C'est intéressant, les mots sur le diable et sur nos existences et comment nous devenons plus âgés. Je n'ai jamais pensé au sujet de la chrétienté en ces termes. Mais ça fait beaucoup de sens. Dieu crée une chemin dont on ne connaît jamais l'issue. Pourtant, il faut embrasser chaque journée avec patience et gratitude.
Rédigé par : Kerrie Smith | 09/07/2013 à 05:03
Merci Kerrie pour ton passage et le commentaire que tu as bien voulu laisser sur cette tribune.
Je reviens juste d'un voyage à Florence.
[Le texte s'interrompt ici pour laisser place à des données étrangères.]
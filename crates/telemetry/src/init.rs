use tracing_subscriber::{fmt, layer::SubscriberExt, EnvFilter, Registry};

/// Initializes the global `tracing` subscriber for structured JSON logging.
pub fn init_tracing() -> Result<(), anyhow::Error> {
    let fmt_layer = fmt::layer()
        .json()
        .with_writer(std::io::stderr)
        .with_target(true);
    let filter = EnvFilter::try_from_default_env().unwrap_or_else(|_| EnvFilter::new("info"));
    let subscriber = Registry::default().with(filter).with(fmt_layer);
    tracing_log::LogTracer::init()?;
    tracing::subscriber::set_global_default(subscriber)?;
    Ok(())
}
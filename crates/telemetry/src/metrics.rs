//! Node-level prometheus metrics and the `/metrics` route.

use axum::{http::StatusCode, response::IntoResponse, routing::get, Router};
use once_cell::sync::OnceCell;
use prometheus::{
    register_int_counter, register_int_counter_vec, Encoder, IntCounter, IntCounterVec,
    TextEncoder,
};

static EPOCHS_SETTLED_TOTAL: OnceCell<IntCounter> = OnceCell::new();
static SATS_PAID_TOTAL: OnceCell<IntCounter> = OnceCell::new();
static EVENTS_INGESTED_TOTAL: OnceCell<IntCounterVec> = OnceCell::new();

/// Registers the node metric collectors. Call once at startup, before any
/// recording helper; repeated calls are no-ops.
pub fn install_node_metrics() {
    if let Ok(counter) = register_int_counter!(
        "caravel_epochs_settled_total",
        "Epochs settled by this coordinator"
    ) {
        let _ = EPOCHS_SETTLED_TOTAL.set(counter);
    }
    if let Ok(counter) = register_int_counter!(
        "caravel_sats_paid_total",
        "Total sats paid out by settlement"
    ) {
        let _ = SATS_PAID_TOTAL.set(counter);
    }
    if let Ok(counter) = register_int_counter_vec!(
        "caravel_events_ingested_total",
        "Events ingested, by kind",
        &["kind"]
    ) {
        let _ = EVENTS_INGESTED_TOTAL.set(counter);
    }
}

/// Records one settled epoch and the sats it paid.
pub fn record_settled_epoch(paid_sats: u64) {
    if let Some(counter) = EPOCHS_SETTLED_TOTAL.get() {
        counter.inc();
    }
    if let Some(counter) = SATS_PAID_TOTAL.get() {
        counter.inc_by(paid_sats);
    }
}

/// Records an ingested event by kind label.
pub fn record_event_ingested(kind: &str) {
    if let Some(counter) = EVENTS_INGESTED_TOTAL.get() {
        counter.with_label_values(&[kind]).inc();
    }
}

async fn serve_metrics() -> impl IntoResponse {
    let metric_families = prometheus::gather();
    let mut buffer = Vec::new();
    let encoder = TextEncoder::new();
    match encoder.encode(&metric_families, &mut buffer) {
        Ok(()) => (
            StatusCode::OK,
            [("content-type", encoder.format_type().to_string())],
            buffer,
        ),
        Err(e) => (
            StatusCode::INTERNAL_SERVER_ERROR,
            [("content-type", "text/plain".to_string())],
            e.to_string().into_bytes(),
        ),
    }
}

/// The `/metrics` router, mountable on any node surface.
pub fn metrics_router() -> Router {
    Router::new().route("/metrics", get(serve_metrics))
}
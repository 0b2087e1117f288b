//! The Lightning invoice port.
//!
//! Two operations, nothing else: the rest of the node never sees the
//! Lightning implementation behind them.

use async_trait::async_trait;
use caravel_types::Hex32;
use serde::{Deserialize, Serialize};
use thiserror::Error;

/// Parameters for a new invoice.
#[derive(Debug, Clone, Serialize, Deserialize)]
pub struct InvoiceRequest {
    pub value_sats: u64,
    #[serde(default, skip_serializing_if = "Option::is_none")]
    pub memo: Option<String>,
    #[serde(default, skip_serializing_if = "Option::is_none")]
    pub expiry_secs: Option<u64>,
}

/// A freshly created invoice.
#[derive(Debug, Clone, Serialize, Deserialize)]
pub struct CreatedInvoice {
    pub payment_hash: Hex32,
    pub bolt11: String,
}

/// Invoice lifecycle state as reported by the backend.
#[derive(Debug, Clone, Copy, PartialEq, Eq, Serialize, Deserialize)]
#[serde(rename_all = "UPPERCASE")]
pub enum InvoiceState {
    Open,
    Settled,
    Canceled,
    Accepted,
}

/// Settlement status of one invoice.
#[derive(Debug, Clone, Copy, Serialize, Deserialize)]
pub struct InvoiceStatus {
    pub settled: bool,
    pub value_sats: u64,
    pub amt_paid_sats: u64,
    pub state: InvoiceState,
}

/// Failures of the invoice port.
#[derive(Debug, Error)]
pub enum InvoiceError {
    /// The backend could not be reached within the deadline. Transient.
    #[error("invoice backend unavailable: {0}")]
    Unavailable(String),
    /// The payment hash is unknown to the backend.
    #[error("unknown invoice")]
    NotFound,
}

/// Narrow interface to a Lightning node.
#[async_trait]
pub trait InvoicePort: Send + Sync {
    async fn create_invoice(&self, req: InvoiceRequest) -> Result<CreatedInvoice, InvoiceError>;

    async fn lookup_invoice(&self, payment_hash: &Hex32) -> Result<InvoiceStatus, InvoiceError>;
}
Ce qui m'a sauté aux yeux, c'est combien, chez les grands maîtres de la Renaissance italienne, il pouvait exister un rapport intime entre le divin et l'espace, combien les concepts mathématiques étaient mis au service de l'art pour rendre compte de la géométrie des rapports entre Dieu, le Diable et les hommes.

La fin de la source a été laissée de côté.